Instructions for the task.
Count how many lines in this material contain "impl". The answer is that number alone.

+ + + + +

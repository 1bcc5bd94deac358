//! Module: populate::plan
//! Responsibility: validate a `PopulateSpec` against the schema and freeze it.
//! Does not own: fetching; the resolver only walks finished plans.
//! Boundary: every request error surfaces here, before the first adapter call.

use crate::{
    db::{
        populate::{PopulateError, PopulateNode, PopulateShape, PopulateSpec},
        predicate::{Predicate, PredicateCache},
        store::Projection,
    },
    model::{AttributeKind, DocumentType, SchemaRegistry},
};
use std::{
    collections::{BTreeMap, BTreeSet},
    sync::Arc,
};

static DEFAULT_NODE: PopulateNode = PopulateNode::All;

///
/// PopulatePlan
///
/// Validated population tree for one document type.
///

#[derive(Clone, Debug, Default)]
pub struct PopulatePlan {
    pub(crate) branches: Vec<Branch>,
}

impl PopulatePlan {
    /// Validate `spec` against `doc_type`. Branch filters are compiled
    /// through `cache`.
    pub fn build(
        registry: &SchemaRegistry,
        doc_type: &DocumentType,
        spec: &PopulateSpec,
        cache: &PredicateCache,
    ) -> Result<Self, PopulateError> {
        Planner { registry, cache }.plan(doc_type, spec, &mut Vec::new())
    }

    #[must_use]
    pub const fn is_empty(&self) -> bool {
        self.branches.is_empty()
    }

    /// Attributes this plan expands, in plan order.
    pub fn attributes(&self) -> impl Iterator<Item = &str> {
        self.branches.iter().map(|branch| branch.attribute.as_str())
    }
}

///
/// Branch
///

#[derive(Clone, Debug)]
pub(crate) struct Branch {
    pub(crate) owner: String,
    pub(crate) attribute: String,
    pub(crate) kind: BranchKind,
}

///
/// BranchKind
///

#[derive(Clone, Debug)]
pub(crate) enum BranchKind {
    Relation {
        target: String,
        one: bool,
        plan: TargetPlan,
    },
    /// Keyed by variant tag (the target collection). Missing tags stay unresolved.
    Polymorphic { variants: BTreeMap<String, TargetPlan> },
    /// Keyed by component name. Missing tags stay unresolved.
    DynamicZone {
        variants: BTreeMap<String, ComponentPlan>,
    },
}

///
/// TargetPlan
///
/// How one batch of related documents is fetched and expanded.
///

#[derive(Clone, Debug)]
pub(crate) struct TargetPlan {
    pub(crate) filter: Option<Arc<Predicate>>,
    pub(crate) projection: Projection,
    pub(crate) populate: PopulatePlan,
    pub(crate) versioned: bool,
}

///
/// ComponentPlan
///

#[derive(Clone, Debug)]
pub(crate) struct ComponentPlan {
    pub(crate) projection: Projection,
    pub(crate) populate: PopulatePlan,
}

struct Planner<'a> {
    registry: &'a SchemaRegistry,
    cache: &'a PredicateCache,
}

impl Planner<'_> {
    // `defaults` holds the types whose variant default populate is being
    // expanded; a repeat yields an empty plan instead of looping.
    fn plan(
        &self,
        doc_type: &DocumentType,
        spec: &PopulateSpec,
        defaults: &mut Vec<String>,
    ) -> Result<PopulatePlan, PopulateError> {
        let mut entries: BTreeMap<&str, &PopulateNode> = spec
            .entries
            .iter()
            .map(|(name, node)| (name.as_str(), node))
            .collect();
        if spec.wildcard {
            for attr in doc_type.relation_attributes() {
                entries.entry(attr.name.as_str()).or_insert(&DEFAULT_NODE);
            }
        }

        let mut branches = Vec::with_capacity(entries.len());
        for (attribute, node) in entries {
            branches.push(self.branch(doc_type, attribute, node, defaults)?);
        }

        Ok(PopulatePlan { branches })
    }

    fn branch(
        &self,
        doc_type: &DocumentType,
        attribute: &str,
        node: &PopulateNode,
        defaults: &mut Vec<String>,
    ) -> Result<Branch, PopulateError> {
        let unknown = || PopulateError::UnknownAttribute {
            doc_type: doc_type.name().to_string(),
            attribute: attribute.to_string(),
        };
        let attr = doc_type.attribute_def(attribute).ok_or_else(unknown)?;

        let kind = match &attr.kind {
            AttributeKind::Scalar(_) => return Err(unknown()),

            AttributeKind::RelationOne { target } | AttributeKind::RelationMany { target } => {
                if matches!(node, PopulateNode::Variants(_)) {
                    return Err(PopulateError::VariantsNotSupported {
                        doc_type: doc_type.name().to_string(),
                        attribute: attribute.to_string(),
                    });
                }
                let target_type = self.registry.try_get(target)?;

                BranchKind::Relation {
                    target: target.clone(),
                    one: matches!(attr.kind, AttributeKind::RelationOne { .. }),
                    plan: self.target(target_type, node, defaults)?,
                }
            }

            AttributeKind::Polymorphic { variants } => {
                let selected = select_variants(doc_type, attribute, variants, node)?;
                let mut plans = BTreeMap::new();
                for (tag, node) in selected {
                    let target_type = self.registry.try_get(tag)?;
                    let plan = match node {
                        PopulateNode::All => TargetPlan {
                            filter: None,
                            projection: Projection::All,
                            populate: self.variant_defaults(target_type, defaults)?,
                            versioned: target_type.has_draft_and_publish(),
                        },
                        node => self.target(target_type, node, defaults)?,
                    };
                    plans.insert(tag.to_string(), plan);
                }

                BranchKind::Polymorphic { variants: plans }
            }

            AttributeKind::DynamicZone { variants } => {
                let selected = select_variants(doc_type, attribute, variants, node)?;
                let mut plans = BTreeMap::new();
                for (tag, node) in selected {
                    let component = self.registry.try_get(tag)?;
                    plans.insert(tag.to_string(), self.component(component, node, defaults)?);
                }

                BranchKind::DynamicZone { variants: plans }
            }
        };

        Ok(Branch {
            owner: doc_type.name().to_string(),
            attribute: attr.name.clone(),
            kind,
        })
    }

    fn target(
        &self,
        target: &DocumentType,
        node: &PopulateNode,
        defaults: &mut Vec<String>,
    ) -> Result<TargetPlan, PopulateError> {
        let versioned = target.has_draft_and_publish();

        match node {
            PopulateNode::All => Ok(TargetPlan {
                filter: None,
                projection: Projection::All,
                populate: PopulatePlan::default(),
                versioned,
            }),
            PopulateNode::Shape(shape) => {
                let populate = self.plan(target, &shape.populate, defaults)?;
                let projection = projection(target, shape, &populate)?;
                let filter = match &shape.filters {
                    Some(filters) => Some(self.cache.get_or_compile(self.registry, target, filters)?.0),
                    None => None,
                };

                Ok(TargetPlan {
                    filter,
                    projection,
                    populate,
                    versioned,
                })
            }
            PopulateNode::Variants(_) => Err(PopulateError::malformed(format!(
                "nested 'onVariant' is not valid inside '{}'",
                target.name()
            ))),
        }
    }

    fn component(
        &self,
        component: &DocumentType,
        node: &PopulateNode,
        defaults: &mut Vec<String>,
    ) -> Result<ComponentPlan, PopulateError> {
        match node {
            PopulateNode::All => Ok(ComponentPlan {
                projection: Projection::All,
                populate: self.variant_defaults(component, defaults)?,
            }),
            PopulateNode::Shape(shape) => {
                if shape.filters.is_some() {
                    return Err(PopulateError::malformed(format!(
                        "'filters' is not supported on component '{}'",
                        component.name()
                    )));
                }
                let populate = self.plan(component, &shape.populate, defaults)?;

                Ok(ComponentPlan {
                    projection: projection(component, shape, &populate)?,
                    populate,
                })
            }
            PopulateNode::Variants(_) => Err(PopulateError::malformed(format!(
                "nested 'onVariant' is not valid inside '{}'",
                component.name()
            ))),
        }
    }

    fn variant_defaults(
        &self,
        doc_type: &DocumentType,
        defaults: &mut Vec<String>,
    ) -> Result<PopulatePlan, PopulateError> {
        if defaults.iter().any(|name| name == doc_type.name()) {
            return Ok(PopulatePlan::default());
        }

        defaults.push(doc_type.name().to_string());
        let spec = PopulateSpec::paths(doc_type.variant_default_populate());
        let plan = self.plan(doc_type, &spec, defaults);
        defaults.pop();

        plan
    }
}

// Bare `true` selects every variant; `onVariant` must stay within the
// permissible set.
fn select_variants<'n>(
    doc_type: &DocumentType,
    attribute: &str,
    variants: &'n BTreeSet<String>,
    node: &'n PopulateNode,
) -> Result<Vec<(&'n str, &'n PopulateNode)>, PopulateError> {
    match node {
        PopulateNode::All => Ok(variants
            .iter()
            .map(|tag| (tag.as_str(), &DEFAULT_NODE))
            .collect()),
        PopulateNode::Variants(map) => map
            .iter()
            .map(|(tag, node)| {
                if variants.contains(tag) {
                    Ok((tag.as_str(), node))
                } else {
                    Err(PopulateError::UnknownVariant {
                        doc_type: doc_type.name().to_string(),
                        attribute: attribute.to_string(),
                        variant: tag.clone(),
                    })
                }
            })
            .collect(),
        PopulateNode::Shape(_) => Err(PopulateError::malformed(format!(
            "'{}.{attribute}' has several shapes; use 'onVariant' or true",
            doc_type.name()
        ))),
    }
}

// Populated attributes always survive a field selection.
fn projection(
    doc_type: &DocumentType,
    shape: &PopulateShape,
    populate: &PopulatePlan,
) -> Result<Projection, PopulateError> {
    let Some(fields) = &shape.fields else {
        return Ok(Projection::All);
    };
    for field in fields {
        doc_type.try_attribute(field)?;
    }

    let mut projection = Projection::only(fields.iter().cloned());
    projection.extend(populate.attributes());

    Ok(projection)
}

+ + + + +

Result of this task.
3